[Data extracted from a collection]
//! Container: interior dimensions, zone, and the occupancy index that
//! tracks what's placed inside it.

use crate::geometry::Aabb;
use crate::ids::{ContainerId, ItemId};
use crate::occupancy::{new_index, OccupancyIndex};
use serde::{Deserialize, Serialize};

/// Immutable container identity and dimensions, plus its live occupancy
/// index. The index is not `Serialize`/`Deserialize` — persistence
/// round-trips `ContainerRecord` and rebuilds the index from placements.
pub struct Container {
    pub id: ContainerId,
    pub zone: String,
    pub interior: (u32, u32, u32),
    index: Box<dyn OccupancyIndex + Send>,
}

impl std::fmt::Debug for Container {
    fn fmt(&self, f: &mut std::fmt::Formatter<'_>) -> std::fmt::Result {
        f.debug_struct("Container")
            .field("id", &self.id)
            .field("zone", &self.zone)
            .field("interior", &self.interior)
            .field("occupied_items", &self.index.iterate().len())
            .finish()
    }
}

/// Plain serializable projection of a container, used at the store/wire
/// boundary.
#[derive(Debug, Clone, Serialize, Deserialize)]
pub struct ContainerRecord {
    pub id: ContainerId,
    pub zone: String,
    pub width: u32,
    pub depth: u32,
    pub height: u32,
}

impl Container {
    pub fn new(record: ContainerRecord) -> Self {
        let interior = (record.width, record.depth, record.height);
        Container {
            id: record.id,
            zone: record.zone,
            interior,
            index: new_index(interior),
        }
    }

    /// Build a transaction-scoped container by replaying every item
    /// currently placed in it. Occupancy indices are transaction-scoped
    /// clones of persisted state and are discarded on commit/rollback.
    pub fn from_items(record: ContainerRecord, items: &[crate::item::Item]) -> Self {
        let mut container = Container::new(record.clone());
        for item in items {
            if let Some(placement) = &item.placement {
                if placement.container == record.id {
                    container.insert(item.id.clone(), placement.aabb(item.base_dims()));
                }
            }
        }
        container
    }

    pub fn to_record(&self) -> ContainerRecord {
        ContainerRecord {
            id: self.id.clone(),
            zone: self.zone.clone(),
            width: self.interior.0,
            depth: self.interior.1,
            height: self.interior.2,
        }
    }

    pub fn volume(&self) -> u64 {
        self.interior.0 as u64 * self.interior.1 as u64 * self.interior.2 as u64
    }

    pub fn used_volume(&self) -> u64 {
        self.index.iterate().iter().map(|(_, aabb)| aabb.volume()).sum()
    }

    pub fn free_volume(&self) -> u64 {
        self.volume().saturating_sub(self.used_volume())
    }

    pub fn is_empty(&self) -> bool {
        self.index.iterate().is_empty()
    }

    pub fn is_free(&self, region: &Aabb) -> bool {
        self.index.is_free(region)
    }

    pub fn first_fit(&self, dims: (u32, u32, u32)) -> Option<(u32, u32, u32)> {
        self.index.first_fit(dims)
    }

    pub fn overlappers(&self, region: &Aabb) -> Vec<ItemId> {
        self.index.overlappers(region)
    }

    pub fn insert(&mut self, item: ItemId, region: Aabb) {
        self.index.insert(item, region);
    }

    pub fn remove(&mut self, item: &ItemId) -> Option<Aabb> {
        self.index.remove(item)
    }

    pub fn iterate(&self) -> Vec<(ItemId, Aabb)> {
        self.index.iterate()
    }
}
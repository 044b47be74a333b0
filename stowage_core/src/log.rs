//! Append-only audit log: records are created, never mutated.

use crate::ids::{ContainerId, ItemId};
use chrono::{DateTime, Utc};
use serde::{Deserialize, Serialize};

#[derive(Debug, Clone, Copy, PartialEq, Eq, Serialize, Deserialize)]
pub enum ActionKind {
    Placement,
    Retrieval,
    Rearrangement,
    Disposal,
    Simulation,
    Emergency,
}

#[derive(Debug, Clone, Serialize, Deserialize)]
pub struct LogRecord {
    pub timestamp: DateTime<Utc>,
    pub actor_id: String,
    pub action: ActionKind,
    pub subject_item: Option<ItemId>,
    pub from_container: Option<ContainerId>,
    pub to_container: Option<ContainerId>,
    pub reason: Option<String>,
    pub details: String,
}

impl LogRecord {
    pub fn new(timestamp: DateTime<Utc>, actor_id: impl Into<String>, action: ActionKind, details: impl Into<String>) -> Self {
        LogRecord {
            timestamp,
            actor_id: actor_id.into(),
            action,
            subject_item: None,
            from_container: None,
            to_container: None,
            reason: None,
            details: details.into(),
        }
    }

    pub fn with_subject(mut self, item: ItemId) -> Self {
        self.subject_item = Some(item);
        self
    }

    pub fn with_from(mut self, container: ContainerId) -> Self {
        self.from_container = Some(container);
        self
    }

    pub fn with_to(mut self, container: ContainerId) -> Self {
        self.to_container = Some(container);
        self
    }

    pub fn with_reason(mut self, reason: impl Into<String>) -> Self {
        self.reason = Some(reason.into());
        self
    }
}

Task requirements:
An exact repeat of all the records is required.

Solution to this task:
//! Container: interior dimensions, zone, and the occupancy index that
//! tracks what's placed inside it.

use crate::geometry::Aabb;
use crate::ids::{ContainerId, ItemId};
use crate::occupancy::{new_index, OccupancyIndex};
use serde::{Deserialize, Serialize};

/// Immutable container identity and dimensions, plus its live occupancy
/// index. The index is not `Serialize`/`Deserialize` — persistence
/// round-trips `ContainerRecord` and rebuilds the index from placements.
pub struct Container {
    pub id: ContainerId,
    pub zone: String,
    pub interior: (u32, u32, u32),
    index: Box<dyn OccupancyIndex + Send>,
}

impl std::fmt::Debug for Container {
    fn fmt(&self, f: &mut std::fmt::Formatter<'_>) -> std::fmt::Result {
        f.debug_struct("Container")
            .field("id", &self.id)
            .field("zone", &self.zone)
            .field("interior", &self.interior)
            .field("occupied_items", &self.index.iterate().len())
            .finish()
    }
}

/// Plain serializable projection of a container, used at the store/wire
/// boundary.
#[derive(Debug, Clone, Serialize, Deserialize)]
pub struct ContainerRecord {
    pub id: ContainerId,
    pub zone: String,
    pub width: u32,
    pub depth: u32,
    pub height: u32,
}

impl Container {
    pub fn new(record: ContainerRecord) -> Self {
        let interior = (record.width, record.depth, record.height);
        Container {
            id: record.id,
            zone: record.zone,
            interior,
            index: new_index(interior),
        }
    }

    /// Build a transaction-scoped container by replaying every item
    /// currently placed in it. Occupancy indices are transaction-scoped
    /// clones of persisted state and are discarded on commit/rollback.
    pub fn from_items(record: ContainerRecord, items: &[crate::item::Item]) -> Self {
        let mut container = Container::new(record.clone());
        for item in items {
            if let Some(placement) = &item.placement {
                if placement.container == record.id {
                    container.insert(item.id.clone(), placement.aabb(item.base_dims()));
                }
            }
        }
        container
    }

    pub fn to_record(&self) -> ContainerRecord {
        ContainerRecord {
            id: self.id.clone(),
            zone: self.zone.clone(),
            width: self.interior.0,
            depth: self.interior.1,
            height: self.interior.2,
        }
    }

    pub fn volume(&self) -> u64 {
        self.interior.0 as u64 * self.interior.1 as u64 * self.interior.2 as u64
    }

    pub fn used_volume(&self) -> u64 {
        self.index.iterate().iter().map(|(_, aabb)| aabb.volume()).sum()
    }

    pub fn free_volume(&self) -> u64 {
        self.volume().saturating_sub(self.used_volume())
    }

    pub fn is_empty(&self) -> bool {
        self.index.iterate().is_empty()
    }

    pub fn is_free(&self, region: &Aabb) -> bool {
        self.index.is_free(region)
    }

    pub fn first_fit(&self, dims: (u32, u32, u32)) -> Option<(u32, u32, u32)> {
        self.index.first_fit(dims)
    }

    pub fn overlappers(&self, region: &Aabb) -> Vec<ItemId> {
        self.index.overlappers(region)
    }

    pub fn insert(&mut self, item: ItemId, region: Aabb) {
        self.index.insert(item, region);
    }

    pub fn remove(&mut self, item: &ItemId) -> Option<Aabb> {
        self.index.remove(item)
    }

    pub fn iterate(&self) -> Vec<(ItemId, Aabb)> {
        self.index.iterate()
    }
}
repository 044b47be74a333b0
filename stowage_core/src/log.rs
//! Append-only audit log: records are created, never mutated.

use crate::ids::{ContainerId, ItemId};
use chrono::{DateTime, Utc};
use serde::{Deserialize, Serialize};

#[derive(Debug, Clone, Copy, PartialEq, Eq, Serialize, Deserialize)]
pub enum ActionKind {
    Placement,
    Retrieval,
    Rearrangement,
    Disposal,
    Simulation,
    Emergency,
}

#[derive(Debug, Clone, Serialize, Deserialize)]
pub struct LogRecord {
    pub timestamp: DateTime<Utc>,
    pub actor_id: String,
    pub action: ActionKind,
    pub subject_item: Option<ItemId>,
    pub from_container: Option<ContainerId>,
    pub to_container: Option<ContainerId>,
    pub reason: Option<String>,
    pub details: String,
}

impl LogRecord {
    pub fn new(timestamp: DateTime<Utc>, actor_id: impl Into<String>, action: ActionKind, details: impl Into<String>) -> Self {
        LogRecord {
            timestamp,
            actor_id: actor_id.into(),
            action,
            subject_item: None,
            from_container: None,
            to_container: None,
            reason: None,
            details: details.into(),
        }
    }

    pub fn with_subject(mut self, item: ItemId) -> Self {
        self.subject_item = Some(item);
        self
    }

    pub fn with_from(mut self, container: ContainerId) -> Self {
        self.from_container = Some(container);
        self
    }

    pub fn with_to(mut self, container: ContainerId) -> Self {
        self.to_container = Some(container);
        self
    }

    pub fn with_reason(mut self, reason: impl Into<String>) -> Self {
        self.reason = Some(reason.into());
        self
    }
}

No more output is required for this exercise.